Question

The mass of mirror is 20g and the energy passed by Lens is only 30% of total incident on the lens as shown. Calculate the power of the source in order to balance the weight of mirror?

• A. $10^8w$
• B. 2 x $10^8w$
• C. $\frac{1}{2} \times 10^8w$
• D. 0.2 x $10^8w$

Answer 1

Answer: (A)

$10^8w$

Answer 2

Here's how to calculate the power of the source required to balance the weight of the mirror:

1. Calculate the weight of the mirror: $W = mg = 0.02 \, \text{kg} \times 10 \, \text{m/s}^2 = 0.2 \, \text{N}$

2. Determine the force required to balance the weight: The upward force due to radiation pressure must equal the weight of the mirror, so $F = W = 0.2 \, \text{N}$.

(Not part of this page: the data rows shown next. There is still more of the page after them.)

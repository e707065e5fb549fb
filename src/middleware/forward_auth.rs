//! 외부 인증 서버에 요청을 위임하는 미들웨어

use std::sync::Arc;

use async_trait::async_trait;
use http_body_util::BodyExt;
use hyper::header::{self, HeaderMap, HeaderName, HeaderValue};
use hyper::{Method, Request, StatusCode, Uri};
use regex_lite::Regex;
use tracing::{debug, warn};

use super::error::BuildError;
use super::handler::{empty_body, Body, BoxHandler, ConnectionInfo, Handler};
use super::source::request_host;
use super::writer::{write_all, write_status, ResponseWriter};
use crate::dynamic::ForwardAuthConfig;
use crate::proxy::{http_client, remove_hop_headers, HttpClient};

const X_FORWARDED_METHOD: &str = "x-forwarded-method";
const X_FORWARDED_PROTO: &str = "x-forwarded-proto";
const X_FORWARDED_HOST: &str = "x-forwarded-host";
const X_FORWARDED_URI: &str = "x-forwarded-uri";
const X_FORWARDED_FOR: &str = "x-forwarded-for";

pub struct ForwardAuth {
    next: BoxHandler,
    address: Uri,
    client: HttpClient,
    trust_forward_header: bool,
    response_headers: Vec<HeaderName>,
    response_headers_regex: Option<Regex>,
    request_headers: Vec<HeaderName>,
    name: String,
}

fn header_names(name: &str, names: &[String]) -> Result<Vec<HeaderName>, BuildError> {
    names
        .iter()
        .map(|n| {
            HeaderName::from_bytes(n.as_bytes())
                .map_err(|e| BuildError::invalid(name, format!("invalid header name {:?}: {}", n, e)))
        })
        .collect()
}

pub fn new(next: BoxHandler, config: &ForwardAuthConfig, name: &str) -> Result<BoxHandler, BuildError> {
    debug!(middleware = %name, kind = "forwardAuth", address = %config.address, "미들웨어 생성");

    let address: Uri = config
        .address
        .parse()
        .map_err(|e| BuildError::invalid(name, format!("invalid address {:?}: {}", config.address, e)))?;
    if address.scheme().is_none() || address.authority().is_none() {
        return Err(BuildError::invalid(
            name,
            format!("address {:?} must be an absolute URL", config.address),
        ));
    }

    let response_headers_regex = config
        .auth_response_headers_regex
        .as_deref()
        .filter(|r| !r.is_empty())
        .map(|r| {
            Regex::new(&format!("(?i){}", r))
                .map_err(|e| BuildError::invalid(name, format!("invalid regex {:?}: {}", r, e)))
        })
        .transpose()?;

    Ok(Arc::new(ForwardAuth {
        next,
        address,
        client: http_client(),
        trust_forward_header: config.trust_forward_header,
        response_headers: header_names(name, &config.auth_response_headers)?,
        response_headers_regex,
        request_headers: header_names(name, &config.auth_request_headers)?,
        name: name.to_string(),
    }))
}

impl ForwardAuth {
    /// 인증 서버로 보낼 요청 헤더
    fn auth_headers<B>(&self, req: &Request<B>) -> HeaderMap {
        let mut headers = if self.request_headers.is_empty() {
            let mut all = req.headers().clone();
            remove_hop_headers(&mut all);
            all.remove(header::CONTENT_LENGTH);
            all
        } else {
            let mut selected = HeaderMap::new();
            for name in &self.request_headers {
                for value in req.headers().get_all(name) {
                    selected.append(name.clone(), value.clone());
                }
            }
            selected
        };

        let trusted = |headers: &HeaderMap, name: &str| {
            self.trust_forward_header && headers.contains_key(name)
        };
        let set = |headers: &mut HeaderMap, name: &'static str, value: String| {
            if let Ok(value) = HeaderValue::from_str(&value) {
                headers.insert(name, value);
            }
        };

        let info = ConnectionInfo::from_request(req);
        if let Some(info) = info {
            let ip = info.remote_addr.ip().to_string();
            let prior = req
                .headers()
                .get(X_FORWARDED_FOR)
                .and_then(|v| v.to_str().ok())
                .filter(|_| self.trust_forward_header);
            let value = match prior {
                Some(prior) => format!("{}, {}", prior, ip),
                None => ip,
            };
            set(&mut headers, X_FORWARDED_FOR, value);
        }
        if !trusted(&headers, X_FORWARDED_METHOD) {
            set(&mut headers, X_FORWARDED_METHOD, req.method().to_string());
        }
        if !trusted(&headers, X_FORWARDED_PROTO) {
            let proto = info.map(|i| i.scheme()).unwrap_or("http");
            set(&mut headers, X_FORWARDED_PROTO, proto.to_string());
        }
        if !trusted(&headers, X_FORWARDED_HOST) {
            set(&mut headers, X_FORWARDED_HOST, request_host(req));
        }
        if !trusted(&headers, X_FORWARDED_URI) {
            let uri = req
                .uri()
                .path_and_query()
                .map(|pq| pq.to_string())
                .unwrap_or_else(|| "/".to_string());
            set(&mut headers, X_FORWARDED_URI, uri);
        }
        headers
    }

    /// 인증 응답 헤더를 원 요청에 반영합니다.
    fn apply_response_headers(&self, auth: &HeaderMap, req: &mut HeaderMap) {
        for name in &self.response_headers {
            req.remove(name);
            for value in auth.get_all(name) {
                req.append(name.clone(), value.clone());
            }
        }

        if let Some(regex) = &self.response_headers_regex {
            let stale: Vec<HeaderName> = req
                .keys()
                .filter(|name| regex.is_match(name.as_str()))
                .cloned()
                .collect();
            for name in stale {
                req.remove(name);
            }
            for (name, value) in auth.iter() {
                if regex.is_match(name.as_str()) {
                    req.append(name.clone(), value.clone());
                }
            }
        }
    }
}

#[async_trait]
impl Handler for ForwardAuth {
    async fn serve(&self, w: &mut dyn ResponseWriter, mut req: Request<Body>) {
        let mut auth_req = Request::new(empty_body());
        *auth_req.method_mut() = Method::GET;
        *auth_req.uri_mut() = self.address.clone();
        *auth_req.headers_mut() = self.auth_headers(&req);
        auth_req.headers_mut().remove(header::HOST);

        let response = match self.client.request(auth_req).await {
            Ok(response) => response,
            Err(e) => {
                warn!(middleware = %self.name, address = %self.address, error = %e, "인증 서버 호출 실패");
                write_status(w, StatusCode::INTERNAL_SERVER_ERROR).await;
                return;
            }
        };

        let (parts, body) = response.into_parts();
        let body = match body.collect().await {
            Ok(collected) => collected.to_bytes(),
            Err(e) => {
                warn!(middleware = %self.name, error = %e, "인증 응답 본문 읽기 실패");
                write_status(w, StatusCode::INTERNAL_SERVER_ERROR).await;
                return;
            }
        };

        if !parts.status.is_success() {
            debug!(middleware = %self.name, status = parts.status.as_u16(), "인증 거부");
            let mut headers = parts.headers;
            remove_hop_headers(&mut headers);
            headers.remove(header::CONTENT_LENGTH);
            let target = w.headers_mut();
            for (name, value) in headers.iter() {
                target.append(name.clone(), value.clone());
            }
            w.write_header(parts.status);
            if !body.is_empty() {
                let _ = write_all(w, &body).await;
            }
            return;
        }

        self.apply_response_headers(&parts.headers, req.headers_mut());
        self.next.serve(w, req).await;
    }
}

3. Relate the force due to radiation pressure to the power incident on the mirror: For a perfectly reflecting mirror, the force is given by $F = \frac{2P_{\text{incident on mirror}}}{c}$, where $c$ is the speed of light ($3 \times 10^8 \, \text{m/s}$).

4. Calculate the power incident on the mirror: $P_{\text{incident on mirror}} = \frac{Fc}{2} = \frac{0.2 \, \text{N} \times 3 \times 10^8 \, \text{m/s}}{2} = 0.3 \times 10^8 \, \text{W}$

5. Relate the power incident on the mirror to the power of the source: The problem states that the power incident on the mirror is 30% of the power incident on the lens. We assume the power of the source (P) is the power incident on the lens. Therefore, $P_{\text{incident on mirror}} = 0.30 \times P$.

6. Calculate the power of the source: $P = \frac{P_{\text{incident on mirror}}}{0.30} = \frac{0.3 \times 10^8 \, \text{W}}{0.30} = 10^8 \, \text{W}$

Therefore, the power of the source required to balance the weight of the mirror is $10^8 \, \text{W}$.